▶ [RECORD SET]
· · · · ·

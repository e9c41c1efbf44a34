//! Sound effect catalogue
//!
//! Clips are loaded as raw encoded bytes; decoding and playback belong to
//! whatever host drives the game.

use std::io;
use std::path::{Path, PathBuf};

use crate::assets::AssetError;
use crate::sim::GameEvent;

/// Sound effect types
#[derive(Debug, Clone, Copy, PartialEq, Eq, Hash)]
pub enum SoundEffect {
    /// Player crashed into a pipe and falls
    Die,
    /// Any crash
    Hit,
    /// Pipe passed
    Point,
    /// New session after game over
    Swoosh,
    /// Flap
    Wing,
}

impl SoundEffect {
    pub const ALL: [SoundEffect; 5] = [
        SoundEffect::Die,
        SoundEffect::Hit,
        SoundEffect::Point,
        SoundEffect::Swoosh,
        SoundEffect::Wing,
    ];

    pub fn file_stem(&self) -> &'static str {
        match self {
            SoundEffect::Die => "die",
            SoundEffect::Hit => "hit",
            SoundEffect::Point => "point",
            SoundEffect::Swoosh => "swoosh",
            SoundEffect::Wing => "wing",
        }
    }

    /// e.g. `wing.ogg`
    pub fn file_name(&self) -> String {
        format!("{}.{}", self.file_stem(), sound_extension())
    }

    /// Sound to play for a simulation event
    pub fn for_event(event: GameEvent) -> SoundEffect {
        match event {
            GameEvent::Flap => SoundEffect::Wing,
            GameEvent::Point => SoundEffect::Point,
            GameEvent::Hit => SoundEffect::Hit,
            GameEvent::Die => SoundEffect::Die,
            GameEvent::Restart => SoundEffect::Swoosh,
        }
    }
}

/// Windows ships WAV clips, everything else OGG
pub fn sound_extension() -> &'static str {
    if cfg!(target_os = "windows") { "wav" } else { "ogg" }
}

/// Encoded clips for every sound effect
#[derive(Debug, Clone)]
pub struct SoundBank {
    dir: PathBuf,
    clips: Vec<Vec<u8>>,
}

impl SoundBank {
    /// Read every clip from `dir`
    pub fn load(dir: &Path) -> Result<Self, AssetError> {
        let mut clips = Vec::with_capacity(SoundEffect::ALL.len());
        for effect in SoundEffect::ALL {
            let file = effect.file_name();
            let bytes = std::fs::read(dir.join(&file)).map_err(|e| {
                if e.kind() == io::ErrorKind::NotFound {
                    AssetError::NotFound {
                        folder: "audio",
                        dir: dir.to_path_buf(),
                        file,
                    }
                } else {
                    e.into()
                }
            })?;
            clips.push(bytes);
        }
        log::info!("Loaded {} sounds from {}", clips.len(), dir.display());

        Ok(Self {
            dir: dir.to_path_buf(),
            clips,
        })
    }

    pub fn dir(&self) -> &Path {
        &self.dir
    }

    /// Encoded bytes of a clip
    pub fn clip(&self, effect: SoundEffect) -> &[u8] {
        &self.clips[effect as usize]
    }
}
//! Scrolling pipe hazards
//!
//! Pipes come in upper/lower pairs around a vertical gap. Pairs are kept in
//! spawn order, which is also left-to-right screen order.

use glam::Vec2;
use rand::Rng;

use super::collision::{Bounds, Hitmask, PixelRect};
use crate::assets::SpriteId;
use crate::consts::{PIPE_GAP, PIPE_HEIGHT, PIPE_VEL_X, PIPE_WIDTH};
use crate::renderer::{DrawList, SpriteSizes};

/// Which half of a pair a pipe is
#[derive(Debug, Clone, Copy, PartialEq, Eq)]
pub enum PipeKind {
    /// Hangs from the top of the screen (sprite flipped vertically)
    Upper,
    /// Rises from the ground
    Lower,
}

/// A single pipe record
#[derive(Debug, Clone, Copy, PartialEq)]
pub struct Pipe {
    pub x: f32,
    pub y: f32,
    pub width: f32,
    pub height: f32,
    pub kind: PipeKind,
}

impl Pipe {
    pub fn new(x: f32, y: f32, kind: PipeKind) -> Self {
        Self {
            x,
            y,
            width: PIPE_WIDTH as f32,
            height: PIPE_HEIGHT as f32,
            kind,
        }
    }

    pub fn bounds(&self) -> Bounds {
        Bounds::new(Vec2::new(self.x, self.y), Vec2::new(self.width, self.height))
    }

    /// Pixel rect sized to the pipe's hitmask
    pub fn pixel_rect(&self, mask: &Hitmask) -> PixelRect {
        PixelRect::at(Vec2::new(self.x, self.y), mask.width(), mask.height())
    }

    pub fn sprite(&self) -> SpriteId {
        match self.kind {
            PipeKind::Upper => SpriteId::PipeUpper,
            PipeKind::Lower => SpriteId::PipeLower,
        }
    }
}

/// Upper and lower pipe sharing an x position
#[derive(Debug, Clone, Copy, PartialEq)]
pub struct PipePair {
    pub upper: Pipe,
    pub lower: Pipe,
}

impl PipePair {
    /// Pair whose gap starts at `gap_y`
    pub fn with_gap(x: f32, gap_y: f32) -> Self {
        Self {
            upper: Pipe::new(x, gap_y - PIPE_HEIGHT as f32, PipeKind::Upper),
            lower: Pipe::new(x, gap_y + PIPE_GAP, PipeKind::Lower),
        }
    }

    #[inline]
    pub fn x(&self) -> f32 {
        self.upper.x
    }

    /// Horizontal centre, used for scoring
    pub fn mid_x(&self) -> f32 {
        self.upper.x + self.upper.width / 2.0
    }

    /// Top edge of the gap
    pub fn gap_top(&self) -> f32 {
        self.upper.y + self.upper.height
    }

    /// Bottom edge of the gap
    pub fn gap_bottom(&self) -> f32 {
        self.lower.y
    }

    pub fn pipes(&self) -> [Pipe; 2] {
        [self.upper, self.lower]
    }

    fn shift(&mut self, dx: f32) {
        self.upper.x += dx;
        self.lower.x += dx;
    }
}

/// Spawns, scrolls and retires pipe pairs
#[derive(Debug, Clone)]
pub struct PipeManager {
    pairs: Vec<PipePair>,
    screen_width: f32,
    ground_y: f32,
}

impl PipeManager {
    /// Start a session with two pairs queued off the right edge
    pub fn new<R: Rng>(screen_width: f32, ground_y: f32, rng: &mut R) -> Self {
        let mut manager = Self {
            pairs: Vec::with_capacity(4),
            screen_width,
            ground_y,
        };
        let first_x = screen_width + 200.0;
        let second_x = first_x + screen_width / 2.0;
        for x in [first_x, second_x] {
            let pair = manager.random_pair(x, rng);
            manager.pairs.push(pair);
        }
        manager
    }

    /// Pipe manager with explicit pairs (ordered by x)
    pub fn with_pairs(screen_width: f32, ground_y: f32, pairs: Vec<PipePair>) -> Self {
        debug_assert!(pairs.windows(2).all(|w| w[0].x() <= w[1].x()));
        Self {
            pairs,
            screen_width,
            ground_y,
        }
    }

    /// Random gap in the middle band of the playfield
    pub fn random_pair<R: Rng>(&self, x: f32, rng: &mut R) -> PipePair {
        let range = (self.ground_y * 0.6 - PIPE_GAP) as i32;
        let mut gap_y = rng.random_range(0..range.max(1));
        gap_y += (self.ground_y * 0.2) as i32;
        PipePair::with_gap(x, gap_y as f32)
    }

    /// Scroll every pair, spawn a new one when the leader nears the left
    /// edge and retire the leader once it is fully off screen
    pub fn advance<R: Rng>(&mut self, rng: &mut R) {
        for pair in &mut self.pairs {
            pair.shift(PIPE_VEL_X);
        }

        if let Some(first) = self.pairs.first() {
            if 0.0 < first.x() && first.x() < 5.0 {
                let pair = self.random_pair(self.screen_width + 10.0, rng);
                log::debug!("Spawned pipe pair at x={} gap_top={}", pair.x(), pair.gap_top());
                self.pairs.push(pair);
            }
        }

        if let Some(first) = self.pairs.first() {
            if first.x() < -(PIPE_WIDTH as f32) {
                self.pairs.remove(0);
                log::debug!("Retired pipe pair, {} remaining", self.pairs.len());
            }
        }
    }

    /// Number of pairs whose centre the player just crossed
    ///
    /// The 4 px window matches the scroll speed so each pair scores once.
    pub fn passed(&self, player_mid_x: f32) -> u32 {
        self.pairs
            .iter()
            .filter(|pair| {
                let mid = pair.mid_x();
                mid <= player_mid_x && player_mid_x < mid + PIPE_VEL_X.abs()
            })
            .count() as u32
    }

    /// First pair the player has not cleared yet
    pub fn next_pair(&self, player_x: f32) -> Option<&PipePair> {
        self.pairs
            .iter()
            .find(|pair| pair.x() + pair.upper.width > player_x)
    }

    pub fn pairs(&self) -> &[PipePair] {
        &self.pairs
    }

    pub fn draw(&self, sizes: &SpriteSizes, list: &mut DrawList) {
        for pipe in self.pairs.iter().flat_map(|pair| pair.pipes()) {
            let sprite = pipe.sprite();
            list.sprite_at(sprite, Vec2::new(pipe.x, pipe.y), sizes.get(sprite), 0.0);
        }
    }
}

· · · · ·

▶ [TASK INSTRUCTIONS]
Find and copy each line above that includes the string "shift".

▶ [ANSWER TO THIS PROBLEM]
    fn shift(&mut self, dx: f32) {
            pair.shift(PIPE_VEL_X);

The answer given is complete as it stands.